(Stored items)
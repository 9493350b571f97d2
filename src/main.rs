// SPDX-License-Identifier: Apache-2.0 OR MIT
// Burst-load demo: floods the logger from concurrent tasks, then reports the
// overflow counters.
//
// Run with: cargo run --release -- --workers 16 --burst 2000

use std::path::PathBuf;
use std::time::Duration;

use anyhow::Result;
use clap::Parser;
use logrelay::{
    log_debug, log_error, log_info, log_trace, log_warn, Level, LoggerConfig,
};

#[derive(Parser, Debug)]
#[command(author, version, about, long_about = None)]
struct Args {
    /// Number of concurrent producer tasks
    #[arg(long, default_value_t = 8)]
    workers: usize,

    /// Tight-loop records per worker before the steady phase
    #[arg(long, default_value_t = 2000)]
    burst: usize,

    /// Steady-phase iterations per worker, 10ms apart
    #[arg(long, default_value_t = 100)]
    steady: usize,

    /// Load logger options from a JSON5 config file
    #[arg(long)]
    config: Option<PathBuf>,

    /// Write info records to this file instead of stdout
    #[arg(long)]
    info_path: Option<PathBuf>,

    /// Write error records to this file instead of stdout
    #[arg(long)]
    error_path: Option<PathBuf>,

    /// Emit JSON lines instead of text
    #[arg(long)]
    json: bool,

    /// Rotate file sinks above this many bytes (0 disables)
    #[arg(long, default_value_t = 0)]
    max_file_size: u64,

    /// MPMC ring capacity as a power-of-two exponent
    #[arg(long, default_value_t = 14)]
    queue_pow2: u32,
}

async fn producer(id: usize, burst: usize, steady: usize) {
    for i in 0..burst {
        log_trace!("burst worker={} tick={}", id, i);
        log_debug!("burst worker={} recv req_id={}", id, 1000 + i);
        log_info!("burst worker={} handled request size={}B", id, 512u64);
        if i % 10 == 0 {
            log_error!("burst worker={} backend fail code={}", id, -104);
        }
    }

    for i in 0..steady {
        log_info!("worker={} handled request size={}B", id, 256u64);
        if i == 2 {
            log_warn!("worker={} slow op >= {} ms", id, 17.4);
        }
        tokio::time::sleep(Duration::from_millis(10)).await;
    }

    log_info!("worker={} done", id);
}

#[tokio::main]
async fn main() -> Result<()> {
    let args = Args::parse();

    let mut config = match &args.config {
        Some(path) => LoggerConfig::load_from_file(path)?,
        None => LoggerConfig::default(),
    };
    if args.info_path.is_some() {
        config.info_path = args.info_path.clone();
    }
    if args.error_path.is_some() {
        config.error_path = args.error_path.clone();
    }
    if args.json {
        config.json_mode = true;
    }
    if args.max_file_size > 0 {
        config.max_file_size_bytes = args.max_file_size;
    }
    config.queue_capacity_pow2 = args.queue_pow2;
    config.track_metrics = true;

    logrelay::init(config)?;
    log_debug!("starting {} producers", args.workers);

    let handles: Vec<_> = (0..args.workers)
        .map(|id| tokio::spawn(producer(id, args.burst, args.steady)))
        .collect();
    for handle in handles {
        handle.await?;
    }

    let stats = logrelay::stats();
    logrelay::log_fmt(
        Level::Info,
        format_args!(
            "queue refusals={} fallback spills={}",
            stats.overflow_pushes, stats.backpressure_spins
        ),
    );

    logrelay::shutdown();
    Ok(())
}

#[cfg(test)]
mod tests {
    use super::*;

    #[test]
    fn test_arg_parsing() {
        let args = Args::parse_from(["logrelay", "--workers", "4", "--json"]);
        assert_eq!(args.workers, 4);
        assert!(args.json);
        assert_eq!(args.queue_pow2, 14);
        assert!(args.info_path.is_none());
    }
}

**WHAT THE TASK ASKS**:
Reproduce the records exactly, keeping every line.

**FINISHED EXERCISE**:
repository 9493350b571f97d2
filename src/main.rs
// SPDX-License-Identifier: Apache-2.0 OR MIT
// Burst-load demo: floods the logger from concurrent tasks, then reports the
// overflow counters.
//
// Run with: cargo run --release -- --workers 16 --burst 2000

use std::path::PathBuf;
use std::time::Duration;

use anyhow::Result;
use clap::Parser;
use logrelay::{
    log_debug, log_error, log_info, log_trace, log_warn, Level, LoggerConfig,
};

#[derive(Parser, Debug)]
#[command(author, version, about, long_about = None)]
struct Args {
    /// Number of concurrent producer tasks
    #[arg(long, default_value_t = 8)]
    workers: usize,

    /// Tight-loop records per worker before the steady phase
    #[arg(long, default_value_t = 2000)]
    burst: usize,

    /// Steady-phase iterations per worker, 10ms apart
    #[arg(long, default_value_t = 100)]
    steady: usize,

    /// Load logger options from a JSON5 config file
    #[arg(long)]
    config: Option<PathBuf>,

    /// Write info records to this file instead of stdout
    #[arg(long)]
    info_path: Option<PathBuf>,

    /// Write error records to this file instead of stdout
    #[arg(long)]
    error_path: Option<PathBuf>,

    /// Emit JSON lines instead of text
    #[arg(long)]
    json: bool,

    /// Rotate file sinks above this many bytes (0 disables)
    #[arg(long, default_value_t = 0)]
    max_file_size: u64,

    /// MPMC ring capacity as a power-of-two exponent
    #[arg(long, default_value_t = 14)]
    queue_pow2: u32,
}

async fn producer(id: usize, burst: usize, steady: usize) {
    for i in 0..burst {
        log_trace!("burst worker={} tick={}", id, i);
        log_debug!("burst worker={} recv req_id={}", id, 1000 + i);
        log_info!("burst worker={} handled request size={}B", id, 512u64);
        if i % 10 == 0 {
            log_error!("burst worker={} backend fail code={}", id, -104);
        }
    }

    for i in 0..steady {
        log_info!("worker={} handled request size={}B", id, 256u64);
        if i == 2 {
            log_warn!("worker={} slow op >= {} ms", id, 17.4);
        }
        tokio::time::sleep(Duration::from_millis(10)).await;
    }

    log_info!("worker={} done", id);
}

#[tokio::main]
async fn main() -> Result<()> {
    let args = Args::parse();

    let mut config = match &args.config {
        Some(path) => LoggerConfig::load_from_file(path)?,
        None => LoggerConfig::default(),
    };
    if args.info_path.is_some() {
        config.info_path = args.info_path.clone();
    }
    if args.error_path.is_some() {
        config.error_path = args.error_path.clone();
    }
    if args.json {
        config.json_mode = true;
    }
    if args.max_file_size > 0 {
        config.max_file_size_bytes = args.max_file_size;
    }
    config.queue_capacity_pow2 = args.queue_pow2;
    config.track_metrics = true;

    logrelay::init(config)?;
    log_debug!("starting {} producers", args.workers);

    let handles: Vec<_> = (0..args.workers)
        .map(|id| tokio::spawn(producer(id, args.burst, args.steady)))
        .collect();
    for handle in handles {
        handle.await?;
    }

    let stats = logrelay::stats();
    logrelay::log_fmt(
        Level::Info,
        format_args!(
            "queue refusals={} fallback spills={}",
            stats.overflow_pushes, stats.backpressure_spins
        ),
    );

    logrelay::shutdown();
    Ok(())
}

#[cfg(test)]
mod tests {
    use super::*;

    #[test]
    fn test_arg_parsing() {
        let args = Args::parse_from(["logrelay", "--workers", "4", "--json"]);
        assert_eq!(args.workers, 4);
        assert!(args.json);
        assert_eq!(args.queue_pow2, 14);
        assert!(args.info_path.is_none());
    }
}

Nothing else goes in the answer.